Sick of Being Sick

Romans 12:12

Rejoice in hope, endure in affliction, persevere in prayer.

 

As I celebrated my birthday last week,  I was taking a look at the last 5 years and thought about all the different health issues I have had. In that time period, I have dealt with a thyroid issue, diagnosis of prediabetes (which my doctor said is really type 2 diabetes just waiting to happen), a kidney stone, and a recent diagnosis of IBS.

The prediabetes diagnosis really knocked me for a loop and I was quite upset by it. I swore off all sugars and did really well for a while losing 50 pounds. With my medication, I stay within my numbers so I find myself at times cheating a little with the sweets.

The thyroid condition is managed with medication and the kidney stone was hopefully just a one-time thing. I have added lots of water to my daily routine!

The condition that has me discouraged is the IBS. It was pretty bad for a while and the doctor has me on a special diet currently to see if it can be controlled by adding fiber and watching the intake.

What has me down is I am doing what I am supposed to and nothing has changed so far. It’s only been 3 weeks but I guess I am getting tired of my body breaking down. I know that if I just put in my body the correct foods, I will be healthier.  This is something that I have total control over and at times, choose not to do so.

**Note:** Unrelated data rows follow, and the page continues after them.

//! Explainability for breed matches
//!
//! Breaks a match distance down by feature so a caller can show which
//! traits made two breeds close or far apart.

use crate::matcher::{BreedMatch, BreedMatcher};
use crate::preference::Preference;
use breedmatch_core::{Error, Feature, FeatureVector, NormalizationStats, Result};
use serde::Serialize;

/// How much one feature contributes to a match distance
#[derive(Debug, Clone, Serialize, PartialEq)]
pub struct FeatureContribution {
    pub feature: Feature,
    /// Normalized query value
    pub query: f64,
    /// Normalized value of the matched breed
    pub candidate: f64,
    /// `candidate - query`, in standard deviations
    pub difference: f64,
    /// Share of the squared distance due to this feature, in `[0, 1]`
    pub share: f64,
}

/// A match with its per-feature distance breakdown
#[derive(Debug, Clone, Serialize, PartialEq)]
pub struct MatchExplanation {
    pub rank: usize,
    pub breed: String,
    pub distance: f64,
    pub contributions: Vec<FeatureContribution>,
}

impl MatchExplanation {
    /// Explain a match against a normalized query vector
    pub fn compute(stats: &NormalizationStats, query: &FeatureVector, m: &BreedMatch) -> Self {
        let candidate = stats.transform(&m.breed.features());
        let diff = &candidate - query;
        let squared_total: f64 = diff.as_slice().iter().map(|d| d * d).sum();

        let contributions = Feature::ALL
            .iter()
            .map(|&feature| {
                let difference = diff[feature];
                let share = if squared_total > 0.0 {
                    difference * difference / squared_total
                } else {
                    0.0
                };
                FeatureContribution {
                    feature,
                    query: query[feature],
                    candidate: candidate[feature],
                    difference,
                    share,
                }
            })
            .collect();

        Self {
            rank: m.rank,
            breed: m.breed.name.clone(),
            distance: m.distance,
            contributions,
        }
    }

    /// Feature with the largest share of the distance, if any is non-zero
    pub fn top_feature(&self) -> Option<Feature> {
        self.contributions
            .iter()
            .filter(|c| c.share > 0.0)
            .max_by(|a, b| a.share.total_cmp(&b.share))
            .map(|c| c.feature)
    }
}

/// Summary statistics for one query's results
#[derive(Debug, Clone, Serialize, PartialEq)]
pub struct MatchSummary {
    pub results_count: usize,
    pub best_distance: Option<f64>,
    pub mean_distance: Option<f64>,
    /// Feature contributing most to the distance of the best match
    pub top_contributing_feature: Option<Feature>,
}

impl MatchSummary {
    /// Compute a summary from explanations sorted nearest first
    pub fn compute(explanations: &[MatchExplanation]) -> Self {
        if explanations.is_empty() {
            return Self {
                results_count: 0,
                best_distance: None,
                mean_distance: None,
                top_contributing_feature: None,
            };
        }

        let total: f64 = explanations.iter().map(|e| e.distance).sum();
        Self {
            results_count: explanations.len(),
            best_distance: Some(explanations[0].distance),
            mean_distance: Some(total / explanations.len() as f64),
            top_contributing_feature: explanations[0].top_feature(),
        }
    }
}

impl BreedMatcher {
    /// Normalized query vector a by-example query for `breed_name` uses
    pub fn example_query(&self, breed_name: &str) -> Result<FeatureVector> {
        self.normalized_vector(breed_name)
            .ok_or_else(|| Error::BreedNotFound(breed_name.to_string()))
    }

    /// Normalized query vector a by-preference query uses
    pub fn preference_query(&self, preference: &Preference) -> Result<FeatureVector> {
        Ok(self.stats().transform(&preference.to_vector()?))
    }

    /// Explain each match against a normalized query vector
    pub fn explain(&self, query: &FeatureVector, matches: &[BreedMatch]) -> Vec<MatchExplanation> {
        matches
            .iter()
            .map(|m| MatchExplanation::compute(self.stats(), query, m))
            .collect()
    }
}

Why am I self-sabotaging my health?

I think we all do this. We just want to have our guilty pleasures and for a brief moment in time, enjoy our life without the boundaries of health issues. I know that I have been very discouraged lately and also that it’s not a good feeling.

I  need to read the Scripture passage every day to drive home the fact that if I endure in my afflictions, God will bring me through the situation. I also know that with all my current whining and feeling sorry for myself , there are so many others that have it 1000 times worse than I do.  I am actually extremely blessed to have that free will to make the proper choices and make my health better. I am also blessed to have health insurance and the monetary resources to visit doctors and specialists and purchase the specific foods that will hopefully improve my issues.

This does not mean that I won’t continue to struggle with my current situation but I need to give it all to God and let Him help me carry the load. These things happen for a reason and I need to be open to whatever God is leading me to through this time.

Rejoice in hope, endure in affliction, persevere in prayer.

I hope that I can endure and persevere every day and know that if I don’t give in to it, God will give me the way to deal with it. There are many examples in Scripture of God using infirmities and illness in others to perform miracles and teach others how to live.

I hope that I can use this time not to get depressed but to reach out to God for His intercession and to offer my suffering for others who are more seriously ill than I will ever be.  In His timing, God will accomplish whatever His plan is for me; I just need to trust in Him.

So, God, I am not asking for more illness, but if that does happen, let me accept Your will for my life and make the best of it.  After all, Christ did not call the healthy but the ill to be healed by His grace.